Phew! Okay, that was wordy. Let’s draw a picture.
I made a SWE simulator that sends a bunch of
autonomous SWE (software engineer) drones to work on a batch of simulated bugs
(or subtasks). What we see are five simulated burndown charts. In each of the five cases,
the same group of SWEs works on the exact same bug/task database, which starts
with a particular set of bug/tasks and then adds new ones slowly over time. Each
task has a particular random chance of being part of a given feature. On
average, a task is included in ~3 different features. Then the job of the
product managers (PMs) is to decide what features are targeted for our first
milestone. For the simulation, we assume the first milestone will always
target exactly two features (and we always start with the same two).
The release will be ready when the number of open tasks for the two selected features hits zero.
Interestingly, look at how straight those downward-sloping lines are. Those are really easy to extrapolate. You don’t even need a real simulator; the simulator is just a way of proving that the simulator is not needed. If the simulator were an AI, it would be having an existential crisis right now. Anyway, those easy-to-extrapolate lines are going to turn out to be kind of important later.
For now, note the effect on release date of the various patterns of PMs changing their minds. Each jump upward on the chart is caused by a PM dropping one feature from the release, and swapping in a new one instead. It’s always drop one, add one. The ideal case is the top one: make up your mind at the start and let people finish. That finishes the soonest. The second one is unfortunate but not too bad: they change their mind once near the start. The third chart shows how dramatically more expensive it is to change your mind late in the game: we drop the same feature and add the same other feature, but now the cost is much higher. In fact, the cost is much higher than changing their minds multiple times near the beginning, shown in the fourth chart, where we make little progress at all during the bickering, but then can go pretty fast. And of course, all too common, we have the fifth chart, where the PMs change their minds every couple of months (again, dropping and adding one feature each time). When that happens, we literally never finish. Or worse, we get frustrated and lower the quality, or we just ship whatever we have when Whatever Conference comes.

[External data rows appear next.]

mod check;
mod fix;
mod kit;

pub use check::run_check;
pub use fix::run_fix;
pub use kit::run_kit;

use std::path::Path;

use brandcheck_lib::input::load_document;
use brandcheck_lib::{BrandError, BrandKit, BrandKitStore, JsonFileRepository};

use crate::cli::KitSource;

/// Resolve the brand kit named on the command line, from the store or a standalone file.
pub(crate) fn resolve_kit(source: &KitSource, store_path: &Path) -> Result<BrandKit, BrandError> {
    let kit = match (&source.kit, &source.kit_file) {
        (_, Some(path)) => load_document::<BrandKit>(path)?,
        (Some(id), None) => BrandKitStore::new(JsonFileRepository::new(store_path)).get(id)?,
        (None, None) => {
            return Err(BrandError::Config(
                "Either --kit or --kit-file is required".to_string(),
            ))
        }
    };
    kit.validate()?;
    Ok(kit)
}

The purported quote near the top, “When the facts change, I change my mind,” I
included because of its implied inverse: “When the facts don’t change, I
don’t change my mind.” One of the great product management diseases is
that we change our minds when the facts don’t. There are so many opinions,
and so much debate, and everyone feels that they can question everyone else
(note: which is usually healthy), that we sometimes don’t stick to decisions
even when there is no new information. And this is absolutely paralyzing.

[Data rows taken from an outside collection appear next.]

use serde::{Deserialize, Serialize};
use std::path::{Path, PathBuf};
use std::time::Duration;
use url::Url;

use crate::brand_kit::DEFAULT_HEADING_FONT_SIZE;
use crate::color::DEFAULT_MATCH_THRESHOLD;
use crate::error::{BrandError, Result};
use crate::scoring::SeverityWeights;

#[derive(Debug, Clone, Default, PartialEq, Serialize, Deserialize)]
#[serde(default)]
pub struct Config {
    pub matching: MatchingConfig,
    pub scoring: ScoringConfig,
    pub store: StoreConfig,
    pub audit: AuditConfig,
}

#[derive(Debug, Clone, Copy, PartialEq, Serialize, Deserialize)]
#[serde(default)]
pub struct MatchingConfig {
    /// RGB distance under which a color counts as a brand color.
    pub color_threshold: f64,
    /// Text at or above this size should use the heading font.
    pub heading_font_size: f32,
}

impl Default for MatchingConfig {
    fn default() -> Self {
        Self {
            color_threshold: DEFAULT_MATCH_THRESHOLD,
            heading_font_size: DEFAULT_HEADING_FONT_SIZE,
        }
    }
}

#[derive(Debug, Clone, Copy, Default, PartialEq, Serialize, Deserialize)]
#[serde(default)]
pub struct ScoringConfig {
    pub weights: SeverityWeights,
    /// Checks scoring below this fail (exit code 1).
    pub min_score: f64,
}

#[derive(Debug, Clone, PartialEq, Serialize, Deserialize)]
#[serde(default)]
pub struct StoreConfig {
    pub path: PathBuf,
}

impl Default for StoreConfig {
    fn default() -> Self {
        Self {
            path: PathBuf::from("brand-kits.json"),
        }
    }
}

#[derive(Debug, Clone, PartialEq, Serialize, Deserialize)]
#[serde(default)]
pub struct AuditConfig {
    /// JSON-lines file receiving one record per check.
    pub log_path: Option<PathBuf>,
    /// Backend base URL; records are posted to `{endpoint}/rest/v1/{table}`.
    pub endpoint: Option<String>,
    pub table: String,
    #[serde(with = "humantime_serde")]
    pub request_timeout: Duration,
}

impl Default for AuditConfig {
    fn default() -> Self {
        Self {
            log_path: None,
            endpoint: None,
            table: "brand_compliance_checks".to_string(),
            request_timeout: Duration::from_secs(10),
        }
    }
}

impl Config {
    /// `~/.config/brandcheck/config.toml`, if a config directory is known.
    pub fn central_config_path() -> Option<PathBuf> {
        dirs::config_dir().map(|dir| dir.join("brandcheck").join("config.toml"))
    }

    /// Priority: explicit path > central config (if present) > defaults.
    pub fn load(path: Option<&Path>) -> Result<Self> {
        if let Some(path) = path {
            return Self::from_file(path);
        }
        match Self::central_config_path() {
            Some(central) if central.exists() => Self::from_file(&central),
            _ => Ok(Self::default()),
        }
    }

    pub fn from_file(path: &Path) -> Result<Self> {
        let content = std::fs::read_to_string(path)?;
        Self::from_toml(&content)
    }

    pub fn from_toml(content: &str) -> Result<Self> {
        Ok(toml::from_str(content)?)
    }

    pub fn validate(&self) -> Result<()> {
        let threshold = self.matching.color_threshold;
        if !threshold.is_finite() || threshold <= 0.0 {
            return Err(BrandError::Config(format!(
                "matching.color_threshold must be a positive number, got {threshold}"
            )));
        }
        let heading = self.matching.heading_font_size;
        if !heading.is_finite() || heading <= 0.0 {
            return Err(BrandError::Config(format!(
                "matching.heading_font_size must be a positive number, got {heading}"
            )));
        }

        let weights = self.scoring.weights;
        for (name, value) in [
            ("error", weights.error),
            ("warning", weights.warning),
            ("info", weights.info),
        ] {
            if !value.is_finite() || value < 0.0 {
                return Err(BrandError::Config(format!(
                    "scoring.weights.{name} must be finite and >= 0, got {value}"
                )));
            }
        }
        if !(0.0..=1.0).contains(&self.scoring.min_score) {
            return Err(BrandError::Config(format!(
                "scoring.min_score must be within [0, 1], got {}",
                self.scoring.min_score
            )));
        }

        if let Some(endpoint) = &self.audit.endpoint {
            Url::parse(endpoint)?;
        }
        if self.audit.table.trim().is_empty() {
            return Err(BrandError::Config("audit.table must not be empty".into()));
        }
        Ok(())
    }
}

#[cfg(test)]
mod tests {
    use super::*;

    #[test]
    fn default_values_match_expected() {
        let cfg = Config::default();

        assert!((cfg.matching.color_threshold - 15.0).abs() < f64::EPSILON);
        assert!((cfg.matching.heading_font_size - 24.0).abs() < f32::EPSILON);
        assert!((cfg.scoring.weights.error - 3.0).abs() < f64::EPSILON);
        assert!((cfg.scoring.weights.warning - 1.0).abs() < f64::EPSILON);
        assert!((cfg.scoring.weights.info - 0.5).abs() < f64::EPSILON);
        assert_eq!(cfg.scoring.min_score, 0.0);
        assert_eq!(cfg.store.path, PathBuf::from("brand-kits.json"));
        assert!(cfg.audit.log_path.is_none());
        assert_eq!(cfg.audit.table, "brand_compliance_checks");
        assert_eq!(cfg.audit.request_timeout, Duration::from_secs(10));
        assert!(cfg.validate().is_ok());
    }

    #[test]
    fn partial_toml_keeps_defaults_for_missing_keys() {
        let cfg = Config::from_toml(
            r#"
[matching]
color_threshold = 20.0

[scoring.weights]
error = 5.0

[audit]
log_path = "audit.jsonl"
request_timeout = "3s"
"#,
        )
        .unwrap();

        assert!((cfg.matching.color_threshold - 20.0).abs() < f64::EPSILON);
        assert!((cfg.matching.heading_font_size - 24.0).abs() < f32::EPSILON);
        assert!((cfg.scoring.weights.error - 5.0).abs() < f64::EPSILON);
        assert!((cfg.scoring.weights.warning - 1.0).abs() < f64::EPSILON);
        assert_eq!(cfg.audit.log_path, Some(PathBuf::from("audit.jsonl")));
        assert_eq!(cfg.audit.request_timeout, Duration::from_secs(3));
        assert_eq!(cfg.audit.table, "brand_compliance_checks");
    }

    #[test]
    fn invalid_toml_is_an_error() {
        assert!(matches!(
            Config::from_toml("[matching\ncolor_threshold = 1"),
            Err(BrandError::Toml(_))
        ));
    }

    #[test]
    fn validate_rejects_out_of_range_values() {
        let mut cfg = Config::default();
        cfg.matching.color_threshold = 0.0;
        assert!(cfg.validate().is_err());

        let mut cfg = Config::default();
        cfg.scoring.min_score = 1.5;
        assert!(cfg.validate().unwrap_err().to_string().contains("min_score"));

        let mut cfg = Config::default();
        cfg.scoring.weights.info = -1.0;
        assert!(cfg.validate().is_err());

        let mut cfg = Config::default();
        cfg.audit.endpoint = Some("not a url".to_string());
        assert!(matches!(cfg.validate(), Err(BrandError::InvalidUrl(_))));
    }

    #[test]
    fn load_reads_explicit_path() {
        let dir = tempfile::tempdir().unwrap();
        let path = dir.path().join("brandcheck.toml");
        std::fs::write(&path, "[scoring]\nmin_score = 0.8\n").unwrap();

        let cfg = Config::load(Some(&path)).unwrap();
        assert!((cfg.scoring.min_score - 0.8).abs() < f64::EPSILON);
    }

    #[test]
    fn load_fails_for_missing_explicit_path() {
        let err = Config::load(Some(Path::new("/missing/brandcheck.toml"))).unwrap_err();
        assert!(matches!(err, BrandError::Io(_)));
    }
}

If you haven’t even launched – in the picture above, you haven’t even hit a
new release milestone – then how much could conditions possibly have
changed? Sometimes a competitor will release something unexpected, or the
political environment will change, or something. But usually that’s not the
case. Usually, as they don’t say in warfare, your strategy does survive
until first contact with the enemy (er, the customer).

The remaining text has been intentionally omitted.